Há conflitos religiosos e xenofóbicos entre seu país e outros do continente?

Gilungua Miguel - Em Angola não existem conflitos religiosos, mas no continente sim. Houve indícios de casos em República Democrática do Congo, Nigéria, Uganda, Zimbabue, República Cetro Africana e em países da África Branca (Norte do continente).

Há preconceito racial em seu país?

Gilungua Miguel - Em Angola não existe preconceito racial, há um povo acolhedor, que convive com todos os povos e raças.

Você já esteve em outros países?

Gilungua Miguel - Já estive no Gabão, Cabo-verde, Namíbia, Portugal e Espanha.

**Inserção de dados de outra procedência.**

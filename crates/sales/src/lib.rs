//! Sales contexts of the cart engine.
//!
//! POS carts (one per store) and order edit sessions. Each owns a single
//! line collection; nothing here performs IO.

pub mod cart;
pub mod edit;
pub mod totals;

pub use cart::{PosCarts, SaleSubmission, StoreCart};
pub use edit::OrderEditSession;
pub use totals::CartTotals;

Cabo verde e Namíbia são países que apostam no turismo e têm uma realidade econômica parecida com o ocidente ou Europa.
As ilhas de Cabo Verde são lindas e o povo é alegre e acolhedor, apesar de apresentar elevado índice de prostituição. Já o povo Namibiano é um pouco tímido, mas é o país africano considerado mais organizado e limpo. E com uma aposta forte na educação e saúde.
Portugal e Espanha são países com uma longa história, conservadora em alguns pontos. O importante nestes países é estar legalmente e com dinheiro no bolso para suportar as despesas.

Você cobriu a notícia sobre a facção que sequestrou mais de 200 jovens na Nigéria para se casarem com homens de outros países? Isso é comum nessa região?

Gilungua Miguel - Não,  porque na TV onde eu trabalho existe um setor responsável pelas notícias internacionais. Em algumas tribos africanas esses atos são comuns. Crianças são vendidas por causa do elevado índice de pobreza no continente, ou seja, tráfico de seres humanos.

O que o levou a querer ser jornalista?

Gilungua Miguel - A princípio porque gosto de ler e escrever (exercício mental), e também por ser uma profissão que permite ajudar o próximo, buscando a verdade para despertar a sociedade e o governo.

Quais as principais dificuldades em ser jornalista na Angola?

Gilungua Miguel - O acesso às fontes é difícil. Fazer uma notícia com todos os lados dos fatos é complicado, pois as pessoas ainda possuem medo de falar abertamente, seja nas empresas, seja nas ruas.

Qual a duração do curso de jornalismo aí?

Gilungua Miguel - Cinco anos: quatro de formação e um de estágio e defesa da monografia.